30 SECONDES JUSQU’À LA CATASTROPHE: UNE COLLISION ÉVITÉE ENTRE UN SOUS-MARIN NUCLÉAIRE ET UN FERRY

Un sous-marin nucléaire de la Royal Navy a failli heurter un ferry rempli de passagers. D’un belvédère situé sur le Stena Superfast VII le périscope du sous-marin nucléaire de la Royal Navy a été repéré sur le devant du navire. Le capitaine du ferry a ordonné un virage en pointe et évité de peu une collision. Un rapport publié aujourd’hui a révélé que les passagers et l’équipage des deux navires étaient en «danger immédiat».

Un désastre a été évité de justesse lorsqu’une vigie située sur le pont sur un belvédère du Stena Superfast VII a repéré le périscope du sous-marin tranchant les eaux agitées 250 mètres plus loin. Le capitaine du ferry a ordonné un virage serré vers le port. Le sous-marin nucléaire de la Royal Navy était à 30 secondes de provoquer la catastrophe. Le ferry, transportant 282 personnes, naviguait entre Belfast et Cainryan dans le sud-ouest de l’Écosse lorsque l’incident s’est déroulé dans le chenal Nord le 6 novembre 2018. Un rapport sur le quasi-accident, publié le 16 juillet, a indiqué qu’il y avait un risque «réel» et «grave de collision» et que les passagers et l’équipage des deux navires étaient «en danger immédiat».

Il s’agit du quasi-accident le plus grave de l’histoire récente, selon la direction des enquêtes sur les accidents maritimes. L’enquête a révélé que la vitesse du ferry était de 21 nœuds (50 km/h) et que l’équipage du sous-marin à propulsion nucléaire allant à 6 nœuds (11 km/h) avait mal jugé la distance avec le ferry. Le nom du sous-marin, basé à Faslane en Écosse n’a pas été divulgué pour des raisons de sécurité.
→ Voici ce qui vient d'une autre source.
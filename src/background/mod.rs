mod picture;
mod solid;

pub use picture::{ImageBackground, ResizeMode};
pub use solid::SolidColor;

use crate::config::BackgroundConfig;
use crate::error::{PipelineError, Result};
use crate::segmentation::Mask;
use image::RgbImage;

/// Trait for synthetic backgrounds
pub trait BackgroundEffect {
    /// Produce a background with the frame's dimensions.
    ///
    /// Only the frame's size is used, never its content. The result is
    /// generated fresh on every call.
    fn make_background(&self, frame: &RgbImage) -> RgbImage;
}

/// Build the effect selected in the configuration
pub fn create_effect(config: &BackgroundConfig) -> Result<Box<dyn BackgroundEffect>> {
    match config {
        BackgroundConfig::Solid { color } => Ok(Box::new(SolidColor::new(*color))),
        BackgroundConfig::Image { path, mode } => Ok(Box::new(ImageBackground::open(path, *mode)?)),
    }
}

/// Composites frames against a background effect using a mask
pub struct BackgroundProcessor {
    effect: Box<dyn BackgroundEffect>,
}

impl BackgroundProcessor {
    pub fn new(effect: Box<dyn BackgroundEffect>) -> Self {
        Self { effect }
    }

    /// Keep the frame where the mask is foreground (nonzero), the generated
    /// background elsewhere.
    ///
    /// Returns a new image, distinct from the frame and the background
    /// buffer; neither input is modified. A mask whose size differs from the
    /// frame is rejected.
    pub fn apply(&self, frame: &RgbImage, mask: &Mask) -> Result<RgbImage> {
        let _span = tracing::debug_span!("composite").entered();

        let (width, height) = frame.dimensions();
        let (mask_width, mask_height) = mask.dimensions();
        if (mask_width, mask_height) != (width, height) {
            return Err(PipelineError::MaskSizeMismatch {
                mask_width,
                mask_height,
                frame_width: width,
                frame_height: height,
            });
        }

        let background = self.effect.make_background(frame);
        Ok(RgbImage::from_fn(width, height, |x, y| {
            if mask.is_foreground(x, y) {
                *frame.get_pixel(x, y)
            } else {
                *background.get_pixel(x, y)
            }
        }))
    }
}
La marine a déclaré qu’il n’y avait aucun problème de sécurité nucléaire lors de l’incident.  

Le rapport de la direction des enquêtes sur les accidents maritimes (MAIB, Marine Accident Investigation Branch) a déclaré: «Le dernier événement, bien qu’en fin de compte un quasi-accident, avait le potentiel d’être le plus grave de tous, n’a été évité que par les actions de l’équipe du ferry impliqué». Les experts rajoutent que «dans les trois cas, non seulement les équipes de commandement des sous-marins avaient une appréciation inexacte de la position, du cap et de la vitesse des navires de surface à proximité, mais elles n’avaient pas non plus détecté que leurs évaluations étaient erronées en temps voulu pour prendre l’action nécessaire pour rester en sécurité». 

La MAIB a ordonné à la Marine de procéder à un examen indépendant du dernier incident. L’une des recommandations est que les sous-marins utilisent le radar dans les voies de navigation très fréquentées. Andrew Moll, inspecteur en chef des accidents maritimes, a déclaré: «Bien qu’il n’y ait pas eu de collision, il s’agissait du troisième accident ou incident entre un sous-marin plongé de la Royal Navy et un navire de surface en 4 ans, ce qui est un sujet de préoccupation majeur. »

La Royal Navy a coopéré à l’enquête de la MAIB sur ce quasi-accident et a pris une série de mesures visant à prévenir la récurrence, en réponse à cet incident et à d’autres incidents similaires. « Cependant, j’ai recommandé aujourd’hui à la Royal Navy de procéder à un examen indépendant des mesures prises afin de garantir que le risque de collisions similaires soit réduit au niveau le plus bas possible», a déclaré Andrew Moll. Un porte-parole de la Royal Navy a déclaré: «Assurer la sécurité en mer est une priorité absolue pour la Royal Navy, c’est pourquoi nous saluons ce rapport et avons déjà pris des mesures pour resserrer notre formation et nos procédures». 

En avril 2015, un chalutier de pêche a été remorqué à grande vitesse à travers la mer d’Irlande après qu’un sous-marin a accroché ses filets. Une enquête a révélé que l’équipage du Karen était en danger, le navire ayant presque chaviré. À l’époque, la Marine avait déclaré avoir formulé 12 nouvelles recommandations pour éviter des incidents similaires. Cette affaire rappelle le dossier du naufrage jamais élucidé du Bugaled Breizh, un chalutier breton coulé brutalement le 15 janvier 2004 au large du cap Lizard au sud de l’Angleterre. Une association française avait pointé la responsabilité d’un sous-marin de l’Otan comme ayant été le responsable de la catastrophe.